** Opening Material shown block **

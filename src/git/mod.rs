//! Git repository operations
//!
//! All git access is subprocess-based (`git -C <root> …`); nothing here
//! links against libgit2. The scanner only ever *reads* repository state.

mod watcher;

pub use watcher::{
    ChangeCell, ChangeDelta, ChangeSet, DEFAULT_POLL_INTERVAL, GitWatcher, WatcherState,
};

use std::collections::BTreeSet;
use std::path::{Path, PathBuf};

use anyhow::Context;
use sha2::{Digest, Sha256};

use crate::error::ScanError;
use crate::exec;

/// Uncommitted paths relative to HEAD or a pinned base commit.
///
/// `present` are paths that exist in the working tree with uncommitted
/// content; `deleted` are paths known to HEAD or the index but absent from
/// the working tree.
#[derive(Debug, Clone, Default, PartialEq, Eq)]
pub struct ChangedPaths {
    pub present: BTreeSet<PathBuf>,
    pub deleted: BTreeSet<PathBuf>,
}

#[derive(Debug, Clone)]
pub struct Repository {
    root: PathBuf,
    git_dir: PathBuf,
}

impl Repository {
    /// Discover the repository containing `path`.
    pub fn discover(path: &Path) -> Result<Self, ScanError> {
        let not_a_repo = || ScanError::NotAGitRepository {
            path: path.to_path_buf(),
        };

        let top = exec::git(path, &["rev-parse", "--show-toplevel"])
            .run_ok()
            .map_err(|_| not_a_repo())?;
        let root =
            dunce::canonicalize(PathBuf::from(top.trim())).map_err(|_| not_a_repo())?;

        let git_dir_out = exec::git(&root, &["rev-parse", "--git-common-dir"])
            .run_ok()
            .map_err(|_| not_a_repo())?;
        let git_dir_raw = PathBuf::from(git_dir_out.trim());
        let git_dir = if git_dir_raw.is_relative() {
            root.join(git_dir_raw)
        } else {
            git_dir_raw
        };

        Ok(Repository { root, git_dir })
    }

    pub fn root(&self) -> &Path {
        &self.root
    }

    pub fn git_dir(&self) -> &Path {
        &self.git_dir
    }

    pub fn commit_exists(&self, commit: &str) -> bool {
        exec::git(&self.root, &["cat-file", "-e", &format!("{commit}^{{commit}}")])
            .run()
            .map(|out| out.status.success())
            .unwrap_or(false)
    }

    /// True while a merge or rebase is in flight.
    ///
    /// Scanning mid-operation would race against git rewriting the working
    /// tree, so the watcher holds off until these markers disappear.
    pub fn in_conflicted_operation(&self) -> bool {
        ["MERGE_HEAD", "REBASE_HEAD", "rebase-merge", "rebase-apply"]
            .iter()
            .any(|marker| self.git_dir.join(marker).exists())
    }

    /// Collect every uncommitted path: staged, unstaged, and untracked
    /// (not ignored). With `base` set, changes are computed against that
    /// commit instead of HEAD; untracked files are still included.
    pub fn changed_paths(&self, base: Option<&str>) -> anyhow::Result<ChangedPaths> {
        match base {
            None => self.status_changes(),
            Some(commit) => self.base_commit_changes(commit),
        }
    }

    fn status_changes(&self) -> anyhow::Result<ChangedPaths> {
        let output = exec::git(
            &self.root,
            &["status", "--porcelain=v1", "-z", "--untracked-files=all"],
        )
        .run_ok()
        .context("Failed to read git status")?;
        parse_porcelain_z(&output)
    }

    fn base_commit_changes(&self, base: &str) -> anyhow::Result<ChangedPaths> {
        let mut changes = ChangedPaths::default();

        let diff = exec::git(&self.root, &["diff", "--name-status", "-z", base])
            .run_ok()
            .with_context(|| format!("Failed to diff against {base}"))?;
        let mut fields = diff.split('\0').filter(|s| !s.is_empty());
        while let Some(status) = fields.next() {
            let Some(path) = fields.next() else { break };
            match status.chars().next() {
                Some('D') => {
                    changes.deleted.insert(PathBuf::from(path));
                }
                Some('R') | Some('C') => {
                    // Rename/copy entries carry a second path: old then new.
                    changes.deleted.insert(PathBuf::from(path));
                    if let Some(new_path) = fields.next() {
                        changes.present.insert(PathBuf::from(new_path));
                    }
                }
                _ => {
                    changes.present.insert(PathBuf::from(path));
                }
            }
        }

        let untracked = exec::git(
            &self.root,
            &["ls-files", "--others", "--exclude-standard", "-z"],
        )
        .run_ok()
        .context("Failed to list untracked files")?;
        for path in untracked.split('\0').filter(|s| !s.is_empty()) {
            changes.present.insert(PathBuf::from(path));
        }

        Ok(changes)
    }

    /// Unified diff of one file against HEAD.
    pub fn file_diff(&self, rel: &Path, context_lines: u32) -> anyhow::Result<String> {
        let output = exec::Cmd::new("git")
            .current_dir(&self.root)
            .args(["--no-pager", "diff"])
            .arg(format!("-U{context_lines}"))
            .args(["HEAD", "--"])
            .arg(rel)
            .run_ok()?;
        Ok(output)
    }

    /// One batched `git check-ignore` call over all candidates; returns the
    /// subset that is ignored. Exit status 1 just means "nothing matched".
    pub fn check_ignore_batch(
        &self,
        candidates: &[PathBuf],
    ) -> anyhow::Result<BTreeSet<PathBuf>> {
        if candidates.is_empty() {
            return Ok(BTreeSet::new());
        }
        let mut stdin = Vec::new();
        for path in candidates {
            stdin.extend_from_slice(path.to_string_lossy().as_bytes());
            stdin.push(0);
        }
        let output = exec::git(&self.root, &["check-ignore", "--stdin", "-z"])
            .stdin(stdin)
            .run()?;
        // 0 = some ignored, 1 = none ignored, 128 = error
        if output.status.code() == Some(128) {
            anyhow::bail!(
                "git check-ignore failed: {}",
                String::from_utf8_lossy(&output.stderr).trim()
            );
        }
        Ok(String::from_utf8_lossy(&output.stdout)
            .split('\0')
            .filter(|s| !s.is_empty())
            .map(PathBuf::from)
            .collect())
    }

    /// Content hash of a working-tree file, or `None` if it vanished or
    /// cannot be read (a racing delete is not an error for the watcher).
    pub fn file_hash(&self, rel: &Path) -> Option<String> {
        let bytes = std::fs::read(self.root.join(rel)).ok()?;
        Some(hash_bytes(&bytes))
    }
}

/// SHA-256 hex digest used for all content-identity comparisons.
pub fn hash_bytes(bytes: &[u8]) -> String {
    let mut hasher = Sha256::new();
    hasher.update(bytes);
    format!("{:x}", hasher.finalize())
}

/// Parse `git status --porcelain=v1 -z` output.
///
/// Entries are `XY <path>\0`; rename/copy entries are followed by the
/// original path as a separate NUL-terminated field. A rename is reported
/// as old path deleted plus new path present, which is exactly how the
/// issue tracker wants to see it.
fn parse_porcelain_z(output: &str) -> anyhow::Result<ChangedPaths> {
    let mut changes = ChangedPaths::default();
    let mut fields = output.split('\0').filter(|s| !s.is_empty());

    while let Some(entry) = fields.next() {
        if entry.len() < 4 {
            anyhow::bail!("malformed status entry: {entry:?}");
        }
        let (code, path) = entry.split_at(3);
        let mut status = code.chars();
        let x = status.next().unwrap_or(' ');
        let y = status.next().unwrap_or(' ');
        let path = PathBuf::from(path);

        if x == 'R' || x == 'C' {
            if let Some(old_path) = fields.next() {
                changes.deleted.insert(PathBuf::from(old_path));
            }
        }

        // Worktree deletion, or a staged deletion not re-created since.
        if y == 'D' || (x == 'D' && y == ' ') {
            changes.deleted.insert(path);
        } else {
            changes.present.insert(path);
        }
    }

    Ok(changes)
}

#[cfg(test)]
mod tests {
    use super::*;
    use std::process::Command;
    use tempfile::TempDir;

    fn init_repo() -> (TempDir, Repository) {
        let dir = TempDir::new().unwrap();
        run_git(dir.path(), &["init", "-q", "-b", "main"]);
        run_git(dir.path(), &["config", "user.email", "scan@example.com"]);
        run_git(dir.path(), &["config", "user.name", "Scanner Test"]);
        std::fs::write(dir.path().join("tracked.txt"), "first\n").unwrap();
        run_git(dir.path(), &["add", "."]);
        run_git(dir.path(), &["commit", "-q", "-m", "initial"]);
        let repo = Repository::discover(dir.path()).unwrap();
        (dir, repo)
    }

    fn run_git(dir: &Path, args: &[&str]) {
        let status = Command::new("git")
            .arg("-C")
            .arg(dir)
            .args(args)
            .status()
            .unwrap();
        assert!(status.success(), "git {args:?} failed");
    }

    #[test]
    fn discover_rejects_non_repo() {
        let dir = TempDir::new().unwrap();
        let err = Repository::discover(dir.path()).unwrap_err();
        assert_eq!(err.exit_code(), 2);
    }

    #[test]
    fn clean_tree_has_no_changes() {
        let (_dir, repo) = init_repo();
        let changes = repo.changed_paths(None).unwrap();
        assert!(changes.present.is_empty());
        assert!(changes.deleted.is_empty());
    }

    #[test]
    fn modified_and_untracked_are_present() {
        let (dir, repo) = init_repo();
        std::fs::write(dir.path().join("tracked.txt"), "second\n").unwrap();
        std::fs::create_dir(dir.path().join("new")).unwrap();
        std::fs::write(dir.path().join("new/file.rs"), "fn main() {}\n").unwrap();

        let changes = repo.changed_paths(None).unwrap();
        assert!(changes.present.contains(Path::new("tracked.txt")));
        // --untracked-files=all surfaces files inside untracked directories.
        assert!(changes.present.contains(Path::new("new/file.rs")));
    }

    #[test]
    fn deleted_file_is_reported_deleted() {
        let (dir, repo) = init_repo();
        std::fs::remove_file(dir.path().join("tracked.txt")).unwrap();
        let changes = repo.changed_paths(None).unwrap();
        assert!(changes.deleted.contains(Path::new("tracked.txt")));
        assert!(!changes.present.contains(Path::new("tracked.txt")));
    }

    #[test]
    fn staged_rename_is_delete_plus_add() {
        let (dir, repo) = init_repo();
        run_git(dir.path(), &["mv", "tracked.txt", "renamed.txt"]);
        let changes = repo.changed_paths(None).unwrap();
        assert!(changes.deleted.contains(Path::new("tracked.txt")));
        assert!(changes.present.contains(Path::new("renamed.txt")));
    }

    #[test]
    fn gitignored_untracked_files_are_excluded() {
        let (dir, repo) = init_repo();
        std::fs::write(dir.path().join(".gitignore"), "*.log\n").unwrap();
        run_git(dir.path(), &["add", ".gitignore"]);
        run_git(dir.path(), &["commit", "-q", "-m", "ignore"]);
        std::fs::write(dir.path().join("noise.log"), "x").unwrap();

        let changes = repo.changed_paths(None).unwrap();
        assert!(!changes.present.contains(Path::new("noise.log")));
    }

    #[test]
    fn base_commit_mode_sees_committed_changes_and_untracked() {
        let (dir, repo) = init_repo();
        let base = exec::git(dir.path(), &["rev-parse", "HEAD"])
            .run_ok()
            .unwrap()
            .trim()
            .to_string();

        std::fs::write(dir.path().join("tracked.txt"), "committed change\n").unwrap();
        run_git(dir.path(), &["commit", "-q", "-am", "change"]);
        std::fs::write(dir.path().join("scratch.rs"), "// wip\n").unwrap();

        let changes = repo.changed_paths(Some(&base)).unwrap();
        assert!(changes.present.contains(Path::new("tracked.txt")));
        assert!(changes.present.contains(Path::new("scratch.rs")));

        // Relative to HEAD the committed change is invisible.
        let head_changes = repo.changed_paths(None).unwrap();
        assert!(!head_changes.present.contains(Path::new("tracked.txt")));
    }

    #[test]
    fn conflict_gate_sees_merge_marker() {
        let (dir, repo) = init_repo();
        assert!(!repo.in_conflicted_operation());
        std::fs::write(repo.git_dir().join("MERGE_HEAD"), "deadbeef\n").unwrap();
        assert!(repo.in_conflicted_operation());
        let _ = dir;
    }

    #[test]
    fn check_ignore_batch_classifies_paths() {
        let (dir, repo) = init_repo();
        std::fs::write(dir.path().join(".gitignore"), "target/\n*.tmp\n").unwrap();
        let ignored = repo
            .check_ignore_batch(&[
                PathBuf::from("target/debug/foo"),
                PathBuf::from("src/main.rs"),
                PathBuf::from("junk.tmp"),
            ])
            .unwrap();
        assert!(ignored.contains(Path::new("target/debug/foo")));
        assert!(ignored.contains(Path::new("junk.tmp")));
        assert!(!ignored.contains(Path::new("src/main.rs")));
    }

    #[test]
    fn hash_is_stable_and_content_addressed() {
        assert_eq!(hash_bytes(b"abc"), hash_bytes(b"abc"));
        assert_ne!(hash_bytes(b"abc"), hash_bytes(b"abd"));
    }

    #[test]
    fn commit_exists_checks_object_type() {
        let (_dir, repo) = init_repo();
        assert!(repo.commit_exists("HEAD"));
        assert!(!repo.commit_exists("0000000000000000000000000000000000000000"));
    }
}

** Closing Material shown block **

What is needed:
Out of the records, collect only those lines that contain the string "Result".

Your solution:
    pub fn discover(path: &Path) -> Result<Self, ScanError> {
    pub fn changed_paths(&self, base: Option<&str>) -> anyhow::Result<ChangedPaths> {
    fn status_changes(&self) -> anyhow::Result<ChangedPaths> {
    fn base_commit_changes(&self, base: &str) -> anyhow::Result<ChangedPaths> {
    pub fn file_diff(&self, rel: &Path, context_lines: u32) -> anyhow::Result<String> {
    ) -> anyhow::Result<BTreeSet<PathBuf>> {
fn parse_porcelain_z(output: &str) -> anyhow::Result<ChangedPaths> {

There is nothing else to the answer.